The Central Elections Committee on Thursday released the final results of Israel's 2013 election, after all ballots at places other than regular polling stations were counted. At the end of the day, the right bloc had a small majority.
The elections committee on Wednesday night began counting the 217,000 double-sealed envelope ballots, used by soldiers, patients in hospitals, doctors and nurses on call, prisoners, police officers and prison guards, polling booth secretaries, disabled people and overseas government personnel.
With 60% of the double-sealed ballots counted by Thursday morning, it already appeared that Habayit Hayehudi will receive 12 seats, one more than expected from the exit polls, while the United Arab List – Ta'al will shrink from five to four seats. Kadima appears to have secured its place beyond the necessary threshold for Knesset, with two seats.
Twelfth on Habayit Hayehudi's list is Shuli Moalem, a Gush Etzion resident, widow of lieutenant colonel Moshe Moalem who died in the 1997 IAF helicopter disaster. Fifth place at United Arab List-Ta’al- who is expected to stay out of the Knesset- is the long-serving MK Talab al-Sana. Shaul Mofaz and Yisrael Hasson will sit in Knesset for Kadima.
There are no changes to the number of seats allocated to any of the other parties: Likud-Beitenu 31, Yesh Atid 19, Labor 15, Shas 11, United Torah Judaism 7, Hatnuah 6, Meretz 6, Hadash 4, and Balad 3. Otzma Leyisrael is far from the threshold and will not be in the next Knesset.

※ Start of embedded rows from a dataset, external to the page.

//! Parent-to-children traversal over pointer-valued foreign fields.
//!
//! A [`Children`] value is a call-scoped context: it borrows the parent and
//! carries the foreign field name and target type explicitly. Nothing about
//! a traversal is shared process-wide, so concurrent traversals over
//! different parents cannot observe each other's context.

use crate::client::Client;
use crate::error::Error;
use crate::model::{ModelType, Record, Referenceable};
use crate::query::Query;

/// Traversal context for the children of one parent record: the records of
/// `target` whose `foreign_field` holds the parent's pointer.
#[derive(Debug)]
pub struct Children<'a> {
    parent: &'a Record,
    target: &'static ModelType,
    foreign_field: String,
}

impl Record {
    /// Children of this record, assuming the conventional foreign field
    /// name: the parent's type name, lowercased.
    pub fn children(&self, target: &'static ModelType) -> Children<'_> {
        self.children_as(target, self.model().name.to_lowercase())
    }

    /// Children of this record through an explicit foreign field on the
    /// child type.
    pub fn children_as(
        &self,
        target: &'static ModelType,
        foreign_field: impl Into<String>,
    ) -> Children<'_> {
        Children {
            parent: self,
            target,
            foreign_field: foreign_field.into(),
        }
    }
}

impl<'a> Children<'a> {
    /// The lazy query selecting this parent's children. Further
    /// constraints can be chained before materializing.
    pub fn query(&self) -> Query {
        Query::new(self.target).where_eq(&self.foreign_field, self.parent.to_pointer())
    }

    /// Fetch all children.
    pub fn all(&self, client: &Client) -> Result<Vec<Record>, Error> {
        self.query().all(client)
    }

    /// Attach a child: write the parent's pointer onto the child's foreign
    /// field and save the child.
    pub fn add(&self, client: &Client, child: &mut Record) -> Result<bool, Error> {
        child.set_reference(&self.foreign_field, self.parent);
        child.save(client)
    }
}
//! Two-view attribute storage for model instances.
//!
//! Every record owns one [`AttributeStore`] holding a committed view (the
//! mirror of the last known server state) and a pending view (local
//! mutations not yet confirmed). Reads prefer the committed value; writes
//! through [`AttributeStore::set`] land in both views so the same field
//! always reflects its current value whether or not it has been saved.

use serde_json::Value;

/// Dynamic attribute map, as received from and sent to the backend.
pub type AttrMap = serde_json::Map<String, Value>;

/// Committed + pending attribute views for one record.
#[derive(Debug, Clone, Default)]
pub struct AttributeStore {
    committed: AttrMap,
    pending: AttrMap,
}

impl AttributeStore {
    pub fn new() -> Self {
        Self::default()
    }

    /// Store for a locally constructed record: the initial attributes are
    /// both the current view and the unsaved payload.
    pub fn from_new(attrs: AttrMap) -> Self {
        Self {
            committed: attrs.clone(),
            pending: attrs,
        }
    }

    /// Store for a record the backend already holds: nothing is pending.
    pub fn from_committed(attrs: AttrMap) -> Self {
        Self {
            committed: attrs,
            pending: AttrMap::new(),
        }
    }

    /// Committed value if present, else the pending value.
    pub fn get(&self, field: &str) -> Option<&Value> {
        self.committed.get(field).or_else(|| self.pending.get(field))
    }

    /// Write a field into both views. Idempotent.
    pub fn set(&mut self, field: &str, value: Value) {
        self.committed.insert(field.to_string(), value.clone());
        self.pending.insert(field.to_string(), value);
    }

    /// Write a field into the pending view only.
    ///
    /// Used when folding a file-upload result into the next save payload
    /// and when merging extra attributes into an update.
    pub(crate) fn stage(&mut self, field: &str, value: Value) {
        self.pending.insert(field.to_string(), value);
    }

    /// Merge a map into the pending view only.
    pub(crate) fn merge_staged(&mut self, extra: AttrMap) {
        for (field, value) in extra {
            self.pending.insert(field, value);
        }
    }

    /// Reconcile a successful server response: merge the response body into
    /// the committed view, re-apply pending values over it (pending wins on
    /// conflict), then clear pending.
    pub(crate) fn commit_response(&mut self, body: AttrMap) {
        for (field, value) in body {
            self.committed.insert(field, value);
        }
        for (field, value) in std::mem::take(&mut self.pending) {
            self.committed.insert(field, value);
        }
    }

    pub fn committed(&self) -> &AttrMap {
        &self.committed
    }

    pub fn pending(&self) -> &AttrMap {
        &self.pending
    }

    pub fn has_pending(&self) -> bool {
        !self.pending.is_empty()
    }

    pub fn contains(&self, field: &str) -> bool {
        self.committed.contains_key(field) || self.pending.contains_key(field)
    }

    /// Union of field names across both views, committed order first.
    pub fn keys(&self) -> Vec<&str> {
        let mut keys: Vec<&str> = self.committed.keys().map(String::as_str).collect();
        for field in self.pending.keys() {
            if !self.committed.contains_key(field) {
                keys.push(field);
            }
        }
        keys
    }

    /// Drop both views. Used after destroy.
    pub fn clear(&mut self) {
        self.committed.clear();
        self.pending.clear();
    }
}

The double-sealed ballots showed Likud-Beiteinu with 24.5 percent of the votes, 1 percent more than it received from the general population. Yesh Atid received 17 percent of all votes, 3 percent more than it received from the general population. The final count changes the breakdown of the blocs, giving the religious-right-wing blog 61 seats in the 19th Knesset, as opposed to 59 for the center-left bloc.

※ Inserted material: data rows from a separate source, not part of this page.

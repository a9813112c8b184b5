//! Error types and backend violation mapping.
//!
//! Failures split into two families. Programmer- and transport-class
//! conditions (`Error`) propagate as `Result::Err`. Domain validation
//! failures reported by the backend with a 400 status never raise: they are
//! translated through a fixed code table into field-scoped [`Violation`]s
//! accumulated on the record (or file attachment) that attempted the save.

use serde_json::Value;
use thiserror::Error;

/// Errors that can occur during mapper operations.
#[derive(Error, Debug)]
pub enum Error {
    /// `find` was called with a missing or empty identifier.
    #[error("record identifier is missing or empty")]
    RecordNotFound,

    /// A relationship referenced a backend class no local model type
    /// resolves to.
    #[error("no model type registered for backend class '{0}'")]
    UnknownClass(String),

    /// Connectivity or request-construction failure in the transport.
    #[error("transport error: {0}")]
    Transport(String),

    /// The backend returned a body that does not match its contract.
    #[error("unexpected backend response: {0}")]
    InvalidResponse(String),

    /// A Bytes-tagged attribute carried an undecodable payload.
    #[error("invalid base64 payload: {0}")]
    InvalidBytes(#[from] base64::DecodeError),
}

/// A single field-scoped validation failure.
///
/// `field` is `"base"` when the failure is not attributable to one field.
#[derive(Debug, Clone, PartialEq, Eq)]
pub struct Violation {
    pub field: String,
    pub message: String,
}

impl Violation {
    pub fn new(field: impl Into<String>, message: impl Into<String>) -> Self {
        Self {
            field: field.into(),
            message: message.into(),
        }
    }
}

/// Accumulated violations for one record or attachment.
///
/// Cleared at the start of every save attempt, inspected by callers after a
/// save returns `Ok(false)`.
#[derive(Debug, Clone, Default)]
pub struct Violations {
    entries: Vec<Violation>,
}

impl Violations {
    pub fn new() -> Self {
        Self::default()
    }

    pub fn add(&mut self, violation: Violation) {
        self.entries.push(violation);
    }

    pub fn extend(&mut self, violations: impl IntoIterator<Item = Violation>) {
        self.entries.extend(violations);
    }

    /// All messages recorded against one field.
    pub fn on(&self, field: &str) -> Vec<&str> {
        self.entries
            .iter()
            .filter(|v| v.field == field)
            .map(|v| v.message.as_str())
            .collect()
    }

    pub fn is_empty(&self) -> bool {
        self.entries.is_empty()
    }

    pub fn len(&self) -> usize {
        self.entries.len()
    }

    pub fn clear(&mut self) {
        self.entries.clear();
    }

    pub fn iter(&self) -> std::slice::Iter<'_, Violation> {
        self.entries.iter()
    }
}

/// Translate a backend domain error code into a field-scoped violation.
///
/// Unknown codes fall back to the `base` field with the backend's raw
/// message so nothing is swallowed.
pub(crate) fn violation_for_code(code: i64, error: &str) -> Violation {
    match code {
        101 => Violation::new("base", "object not found"),
        111 => Violation::new("base", "field set to an incorrect type"),
        122 => Violation::new("file_name", "contains restricted characters"),
        125 => Violation::new("email", "is not a valid address"),
        137 => Violation::new("base", "value already taken for a unique field"),
        200 => Violation::new("username", "is missing or empty"),
        201 => Violation::new("password", "is missing or empty"),
        202 => Violation::new("username", "has already been taken"),
        203 => Violation::new("email", "has already been taken"),
        204 => Violation::new("email", "is missing or empty"),
        205 => Violation::new("email", "no account found for this address"),
        _ => Violation::new("base", error),
    }
}

/// Parse a 400 response body of the shape `{code, error}` into a violation.
///
/// A body that does not match the contract still yields a `base` violation
/// carrying the raw text.
pub(crate) fn violation_from_body(body: &[u8]) -> Violation {
    match serde_json::from_slice::<Value>(body) {
        Ok(parsed) => {
            let code = parsed.get("code").and_then(Value::as_i64).unwrap_or(-1);
            let message = parsed
                .get("error")
                .and_then(Value::as_str)
                .unwrap_or("unknown error");
            violation_for_code(code, message)
        }
        Err(_) => Violation::new("base", String::from_utf8_lossy(body).to_string()),
    }
}
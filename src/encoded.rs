//! Tagged wire values for relationship, binary, and file fields.
//!
//! The backend embeds non-scalar attribute values as JSON objects carrying a
//! `__type` discriminator. [`Encoded::classify`] turns a raw attribute value
//! into an explicit sum type so the resolver can match exhaustively; a
//! tagged structure with an unknown discriminator becomes
//! [`Encoded::Unrecognized`] rather than being silently passed through as a
//! plain map.

use base64::engine::general_purpose::STANDARD;
use base64::Engine as _;
use serde_json::{json, Value};

use crate::attributes::AttrMap;

/// Discriminator key on tagged wire values.
pub const TYPE_KEY: &str = "__type";

/// Backend class name key on Pointer and Object values.
pub const CLASS_NAME_KEY: &str = "className";

/// Classified form of one attribute value.
#[derive(Debug, Clone, PartialEq)]
pub enum Encoded {
    /// A by-reference link: resolving it fetches the target record.
    Pointer {
        class_name: String,
        object_id: String,
    },
    /// A by-value snapshot: the backend inlined the full target record.
    Object {
        class_name: String,
        fields: AttrMap,
    },
    /// Opaque binary data, base64-encoded on the wire.
    Bytes { base64: String },
    /// A file attachment handle (remote name and URL, no raw bytes).
    File {
        name: Option<String>,
        url: Option<String>,
    },
    /// Not a tagged structure at all.
    Scalar(Value),
    /// Tagged, but with a discriminator this version does not know.
    Unrecognized(Value),
}

impl Encoded {
    /// Classify a raw attribute value.
    pub fn classify(value: &Value) -> Encoded {
        let Some(map) = value.as_object() else {
            return Encoded::Scalar(value.clone());
        };
        let Some(tag) = map.get(TYPE_KEY).and_then(Value::as_str) else {
            return Encoded::Scalar(value.clone());
        };

        match tag {
            "Pointer" => {
                let class_name = map.get(CLASS_NAME_KEY).and_then(Value::as_str);
                let object_id = map.get("objectId").and_then(Value::as_str);
                match (class_name, object_id) {
                    (Some(class_name), Some(object_id)) => Encoded::Pointer {
                        class_name: class_name.to_string(),
                        object_id: object_id.to_string(),
                    },
                    _ => Encoded::Unrecognized(value.clone()),
                }
            }
            "Object" => {
                let Some(class_name) = map.get(CLASS_NAME_KEY).and_then(Value::as_str) else {
                    return Encoded::Unrecognized(value.clone());
                };
                let mut fields = map.clone();
                fields.remove(TYPE_KEY);
                fields.remove(CLASS_NAME_KEY);
                Encoded::Object {
                    class_name: class_name.to_string(),
                    fields,
                }
            }
            "Bytes" => match map.get("base64").and_then(Value::as_str) {
                Some(base64) => Encoded::Bytes {
                    base64: base64.to_string(),
                },
                None => Encoded::Unrecognized(value.clone()),
            },
            "File" => Encoded::File {
                name: map.get("name").and_then(Value::as_str).map(str::to_string),
                url: map.get("url").and_then(Value::as_str).map(str::to_string),
            },
            _ => Encoded::Unrecognized(value.clone()),
        }
    }
}

/// Encode a by-reference link to a record of `class_name`.
///
/// `object_id` is `None` for a record that has never been persisted; the
/// encoding carries a null identifier in that case, matching what the
/// backend stores for a dangling reference.
pub fn pointer_value(class_name: &str, object_id: Option<&str>) -> Value {
    json!({
        TYPE_KEY: "Pointer",
        CLASS_NAME_KEY: class_name,
        "objectId": object_id,
    })
}

/// Encode a file attachment handle. Null name/url clears the field.
pub fn file_value(name: Option<&str>, url: Option<&str>) -> Value {
    json!({
        TYPE_KEY: "File",
        "name": name,
        "url": url,
    })
}

/// Encode opaque binary data as a Bytes-tagged value.
pub fn bytes_value(data: &[u8]) -> Value {
    json!({
        TYPE_KEY: "Bytes",
        "base64": STANDARD.encode(data),
    })
}

#[cfg(test)]
mod tests {
    use super::*;

    #[test]
    fn test_classify_scalar() {
        assert_eq!(Encoded::classify(&json!(42)), Encoded::Scalar(json!(42)));
        assert_eq!(
            Encoded::classify(&json!({"plain": "map"})),
            Encoded::Scalar(json!({"plain": "map"}))
        );
    }

    #[test]
    fn test_classify_pointer() {
        let raw = json!({"__type": "Pointer", "className": "Author", "objectId": "A1"});
        assert_eq!(
            Encoded::classify(&raw),
            Encoded::Pointer {
                class_name: "Author".to_string(),
                object_id: "A1".to_string(),
            }
        );
    }

    #[test]
    fn test_classify_object_strips_discriminator() {
        let raw = json!({
            "__type": "Object",
            "className": "Author",
            "objectId": "A1",
            "name": "brett",
        });
        match Encoded::classify(&raw) {
            Encoded::Object { class_name, fields } => {
                assert_eq!(class_name, "Author");
                assert!(!fields.contains_key(TYPE_KEY));
                assert!(!fields.contains_key(CLASS_NAME_KEY));
                assert_eq!(fields.get("name"), Some(&json!("brett")));
                assert_eq!(fields.get("objectId"), Some(&json!("A1")));
            }
            other => panic!("expected Object, got {:?}", other),
        }
    }

    #[test]
    fn test_classify_bytes() {
        let raw = json!({"__type": "Bytes", "base64": "aGk="});
        assert_eq!(
            Encoded::classify(&raw),
            Encoded::Bytes {
                base64: "aGk=".to_string()
            }
        );
    }

    #[test]
    fn test_classify_file() {
        let raw = json!({"__type": "File", "name": "f.png", "url": "http://x/f.png"});
        assert_eq!(
            Encoded::classify(&raw),
            Encoded::File {
                name: Some("f.png".to_string()),
                url: Some("http://x/f.png".to_string()),
            }
        );
    }

    #[test]
    fn test_classify_unknown_tag() {
        let raw = json!({"__type": "GeoPoint", "latitude": 40.0, "longitude": -30.0});
        assert_eq!(Encoded::classify(&raw), Encoded::Unrecognized(raw.clone()));
    }

    #[test]
    fn test_classify_malformed_pointer() {
        let raw = json!({"__type": "Pointer", "className": "Author"});
        assert_eq!(Encoded::classify(&raw), Encoded::Unrecognized(raw.clone()));
    }

    #[test]
    fn test_pointer_value_without_id() {
        let value = pointer_value("Post", None);
        assert_eq!(value["objectId"], Value::Null);
        assert_eq!(value["className"], json!("Post"));
    }

    #[test]
    fn test_bytes_value_roundtrip() {
        let value = bytes_value(b"hello");
        match Encoded::classify(&value) {
            Encoded::Bytes { base64 } => {
                assert_eq!(STANDARD.decode(base64).unwrap(), b"hello")
            }
            other => panic!("expected Bytes, got {:?}", other),
        }
    }
}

The parties that came closest to reaching the threshold were Otzma LeYisrael, which garnered 1.75% of the votes; Am Shalem with 1.2 percent, and Aleh Yarok with 1.11 percent. The party that won the lowest number of votes is Moreshet Avot, chaired by Ilan Meshicha, which only got 0.01 percent of the voters, equivalent to 511 total votes. The Brit Olam and Hope for Change parties received 0.02 percent of all the voters. The number of votes for parties that did not reach the 2 percent threshold reached more than 261,000, almost 7 percent of all voters, which is more than the number of Knesset seats United Torah Judaism received.
Hours after polls closed on Tuesday, and after 99 percent of the votes were tallied, Prime Minister Benjamin Netanyahu had already claimed a mandate to a third term as premier. The next step following the release of the final results will be the process of forming the next coalition.
Central Elections Committee Chairman Judge Elyakim Rubinstein has until next Wednesday to submit the final results to President Shimon Peres, pending appeals, which places some restraints on the latter's ability to consult with party leaders about whom he should ask to form the next coalition.
According to Israel's Basic Law, these talks with Knesset faction leaders can take up to a week, but Peres intends to work fast and assign the task of forming a coalition to the selected candidate within two days after he receives the final results. This means that the task may be assigned by the end of next week.
Voter turnout in Tuesday’s election rang out at 67.7 percent once all the votes were counted. This figure was up from the previous 66.6 percent figure estimated by the Central Elections Committee Wednesday night, based on a sampling of 60 polling stations.